Travail d’enquête laborieux : toutes les inspections d’académie, tous les établissements n’ont pas joué le jeu. « En cas de réponse négative ou de non-réponse, nous avons systématiquement saisi la CADA [Commission d’accès aux documents administratifs], explique Rémy-Charles Sirvent, secrétaire général du CNAL et secrétaire national du SE-UNSA, puis relancé les demandes, ressaisi les inspections… » Certains rapports sont encore en attente de transmission.
C’est sur la base de 164 rapports d’inspection ainsi réunis – un nombre qui révèle, en creux, la difficulté à faire œuvre de transparence – que le Comité national d’action laïque a communiqué, mercredi 9 mars, ses observations. Synthèse inédite, sans aucun doute : elle donne à lire des paragraphes entiers de rapports qui n’ont pas vocation à être publiés.
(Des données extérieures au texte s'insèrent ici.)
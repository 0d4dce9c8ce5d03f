//! Reply assembly: the current header plus the accumulating body.
//!
//! The body buffer is reused across replies. A new header clears it (length 0,
//! capacity kept) instead of allocating a fresh one.

use bytes::BytesMut;

use crate::protocol::ReplyHeader;

/// Initial body buffer capacity.
const INITIAL_BODY_CAPACITY: usize = 4 * 1024;

/// A finalized reply body and the header it belongs to.
#[derive(Debug, Clone, PartialEq, Eq)]
pub struct AssembledReply {
    /// Header of the finished reply.
    pub header: ReplyHeader,
    /// Body text, or the reason phrase if the body was empty.
    pub body: String,
}

/// Accumulates one reply at a time.
#[derive(Debug, Default)]
pub struct ResponseAssembler {
    header: Option<ReplyHeader>,
    body: Option<BytesMut>,
}

impl ResponseAssembler {
    /// Create an assembler with no reply in progress.
    pub fn new() -> Self {
        Self::default()
    }

    /// Start a new reply, discarding any partially built body.
    pub fn on_header(&mut self, header: ReplyHeader) {
        self.header = Some(header);
        match self.body.as_mut() {
            Some(body) => body.clear(),
            None => self.body = Some(BytesMut::with_capacity(INITIAL_BODY_CAPACITY)),
        }
    }

    /// Append a body chunk of any size.
    ///
    /// Returns `false` if no reply is in progress and the chunk was not stored.
    pub fn on_body_chunk(&mut self, chunk: &[u8]) -> bool {
        match (self.header.is_some(), self.body.as_mut()) {
            (true, Some(body)) => {
                body.extend_from_slice(chunk);
                true
            }
            _ => false,
        }
    }

    /// Finish the current reply.
    ///
    /// The body text is the buffered bytes decoded as UTF-8 when any were
    /// received, and the header's reason phrase otherwise. Returns `None`
    /// if no reply is in progress.
    pub fn on_terminal(&mut self) -> Option<AssembledReply> {
        let header = self.header.take()?;
        let body = match self.body.as_mut() {
            Some(buffer) if !buffer.is_empty() => {
                let text = String::from_utf8_lossy(&buffer[..]).into_owned();
                buffer.clear();
                text
            }
            _ => header.reason_phrase.clone(),
        };
        Some(AssembledReply { header, body })
    }

    /// Header of the reply in progress.
    pub fn header(&self) -> Option<&ReplyHeader> {
        self.header.as_ref()
    }

    /// Check if a reply is in progress.
    pub fn is_open(&self) -> bool {
        self.header.is_some()
    }

    /// Number of buffered body bytes.
    pub fn body_len(&self) -> usize {
        self.body.as_ref().map_or(0, |body| body.len())
    }

    /// Mutable access to the body buffer, for in-place record splitting.
    pub fn body_mut(&mut self) -> Option<&mut BytesMut> {
        self.body.as_mut()
    }

    /// Drop the reply in progress, keeping the buffer allocation.
    pub fn reset(&mut self) {
        self.header = None;
        if let Some(body) = self.body.as_mut() {
            body.clear();
        }
    }

    #[cfg(test)]
    fn capacity(&self) -> usize {
        self.body.as_ref().map_or(0, |body| body.capacity())
    }
}
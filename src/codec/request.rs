//! Outbound request encoding.
//!
//! Each [`ConfigRequest`] becomes exactly one HTTP/1.1 request with no body.
//! The method follows the request kind (`POST` for flush, `GET` otherwise),
//! the path comes from the request, and every request carries the bucket's
//! Basic credentials.
//!
//! # Example
//!
//! ```
//! use configwire_client::codec::{encode_request, Method};
//! use configwire_client::message::ConfigRequest;
//!
//! let request = ConfigRequest::flush("beer-sample", "pw");
//! let http = encode_request(&request, "10.0.0.1:8091", "agent/1.0");
//!
//! assert_eq!(http.method, Method::Post);
//! assert!(http.header("authorization").unwrap().starts_with("Basic "));
//! let line: &[u8] = b"POST /pools/default/buckets/beer-sample/controller/doFlush HTTP/1.1\r\n";
//! assert!(http.encode().starts_with(line));
//! ```

use std::fmt;

use bytes::{BufMut, Bytes, BytesMut};

use super::auth::basic_auth_value;
use crate::message::ConfigRequest;

/// HTTP methods used by config requests.
#[derive(Debug, Clone, Copy, PartialEq, Eq, Hash)]
pub enum Method {
    Get,
    Post,
}

impl Method {
    pub fn as_str(&self) -> &'static str {
        match self {
            Method::Get => "GET",
            Method::Post => "POST",
        }
    }
}

impl fmt::Display for Method {
    fn fmt(&self, f: &mut fmt::Formatter<'_>) -> fmt::Result {
        f.write_str(self.as_str())
    }
}

/// An encoded request ready for the transport.
#[derive(Debug, Clone, PartialEq, Eq)]
pub struct HttpRequest {
    pub method: Method,
    pub path: String,
    /// Header fields as (name, value) pairs, in send order.
    pub headers: Vec<(String, String)>,
}

impl HttpRequest {
    /// Get the first header value matching `name` (case-insensitive).
    pub fn header(&self, name: &str) -> Option<&str> {
        self.headers
            .iter()
            .find(|(k, _)| k.eq_ignore_ascii_case(name))
            .map(|(_, v)| v.as_str())
    }

    /// Serialize to HTTP/1.1 wire bytes.
    pub fn encode(&self) -> Bytes {
        let mut buf = BytesMut::with_capacity(256);
        self.encode_into(&mut buf);
        buf.freeze()
    }

    /// Serialize into an existing buffer.
    pub fn encode_into(&self, buf: &mut BytesMut) {
        buf.put_slice(self.method.as_str().as_bytes());
        buf.put_u8(b' ');
        buf.put_slice(self.path.as_bytes());
        buf.put_slice(b" HTTP/1.1\r\n");

        for (name, value) in &self.headers {
            buf.put_slice(name.as_bytes());
            buf.put_slice(b": ");
            buf.put_slice(value.as_bytes());
            buf.put_slice(b"\r\n");
        }

        buf.put_slice(b"\r\n");
    }
}

/// Encode a config request for the server at `host`.
pub fn encode_request(request: &ConfigRequest, host: &str, user_agent: &str) -> HttpRequest {
    let method = request.kind().method();

    let mut headers = vec![
        ("Host".to_string(), host.to_string()),
        ("User-Agent".to_string(), user_agent.to_string()),
        (
            "Authorization".to_string(),
            basic_auth_value(request.bucket(), request.password()),
        ),
    ];
    if method == Method::Post {
        headers.push(("Content-Length".to_string(), "0".to_string()));
    }

    HttpRequest {
        method,
        path: request.path().to_string(),
        headers,
    }
}
//! Property tests for status mapping and stream record splitting.

use bytes::{Bytes, BytesMut};
use configwire_client::protocol::{split_records, HttpFrame, ReplyHeader};
use configwire_client::{ConfigHandler, ConfigRequest, ConfigResponse, ResponseStatus};
use proptest::prelude::*;

fn document_strategy() -> impl Strategy<Value = String> {
    "[a-z0-9{}:\",]{1,24}"
}

fn flush_done(code: u16) -> bool {
    let mut handler = ConfigHandler::new("localhost");
    handler.encode(ConfigRequest::flush("default", ""));
    handler
        .decode(HttpFrame::Header(ReplyHeader::new(code, "Reason")))
        .unwrap();
    match handler.decode(HttpFrame::last()).unwrap() {
        Some(ConfigResponse::Flush(response)) => response.done,
        other => panic!("expected flush response, got {:?}", other),
    }
}

/// Feed a streaming body to a handler in the given pieces and collect the
/// documents a subscriber sees.
fn stream_documents(pieces: &[&[u8]]) -> Vec<String> {
    let mut handler = ConfigHandler::new("localhost");
    handler.encode(ConfigRequest::bucket_streaming("default", ""));

    let Some(ConfigResponse::BucketStreaming(response)) = handler
        .decode(HttpFrame::Header(ReplyHeader::new(200, "OK")))
        .unwrap()
    else {
        panic!("expected streaming response");
    };
    let mut sub = response.stream.subscribe();

    for piece in pieces {
        handler
            .decode(HttpFrame::Content(Bytes::copy_from_slice(piece)))
            .unwrap();
    }
    handler.decode(HttpFrame::last()).unwrap();

    let runtime = tokio::runtime::Builder::new_current_thread()
        .build()
        .unwrap();
    runtime.block_on(async {
        let mut documents = Vec::new();
        while let Some(document) = sub.next().await {
            documents.push(document);
        }
        documents
    })
}

proptest! {
    #![proptest_config(ProptestConfig { cases: 64, .. ProptestConfig::default() })]

    #[test]
    fn status_mapping_is_total(code in any::<u16>()) {
        let expected = match code {
            200 | 201 => ResponseStatus::Success,
            404 => ResponseStatus::NotFound,
            _ => ResponseStatus::Failure,
        };
        prop_assert_eq!(ResponseStatus::from_code(code), expected);
    }

    #[test]
    fn flush_done_unless_accepted(code in 100u16..600) {
        prop_assert_eq!(flush_done(code), code != 201);
    }

    #[test]
    fn records_survive_any_split_point(
        documents in prop::collection::vec(document_strategy(), 1..6),
        split in any::<prop::sample::Index>(),
    ) {
        let body: Vec<u8> = documents
            .iter()
            .flat_map(|doc| doc.bytes().chain(*b"\n\n\n\n"))
            .collect();
        let at = split.index(body.len() + 1);

        let mut buffer = BytesMut::new();
        buffer.extend_from_slice(&body[..at]);
        let mut records = split_records(&mut buffer);
        buffer.extend_from_slice(&body[at..]);
        records.extend(split_records(&mut buffer));

        prop_assert_eq!(&records, &documents);
        prop_assert!(buffer.is_empty());
    }

    #[test]
    fn stream_delivery_independent_of_chunking(
        documents in prop::collection::vec(document_strategy(), 1..6),
        cuts in prop::collection::vec(any::<prop::sample::Index>(), 0..4),
    ) {
        let body: Vec<u8> = documents
            .iter()
            .flat_map(|doc| doc.bytes().chain(*b"\n\n\n\n"))
            .collect();

        let mut offsets: Vec<usize> = cuts.iter().map(|cut| cut.index(body.len() + 1)).collect();
        offsets.push(0);
        offsets.push(body.len());
        offsets.sort_unstable();
        offsets.dedup();
        let pieces: Vec<&[u8]> = offsets.windows(2).map(|w| &body[w[0]..w[1]]).collect();

        prop_assert_eq!(stream_documents(&pieces), documents);
    }
}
Synthèse non exhaustive, réagiront les défenseurs du libre choix d’école. De fait, les extraits divulgués mettent en avant ce que les enquêteurs sont venus chercher : « d’importantes dérives, écrivent-ils, tant sur les conditions de la scolarité des enfants et des adolescents que sur les contenus d’enseignement et leur mise en œuvre pédagogique ».
« Fermeture sur le monde »
« Seuls trois ou quatre rapports sont très bons, avance Stéphanie de Vanssay, elle aussi affiliée au SE-UNSA, qui a participé à l’enquête. Il y a un “ventre mou” d’établissements pour lesquels les rapports ne sont ni bons ni mauvais. Mais plus de la moitié alertent sur des dysfonctionnements sérieux. »
Le florilège dressé est accablant. C’est, dans tels établissements catholiques traditionalistes, l’utilisation de manuels scolaires très obsolètes – voire l’absence totale de manuels – qui est mise en avant. Souvent aussi, le mélange entre foi et histoire – quand l’une ne remplace pas l’autre. Et, de manière récurrente, la « fermeture sur le monde » ou « sur la société ».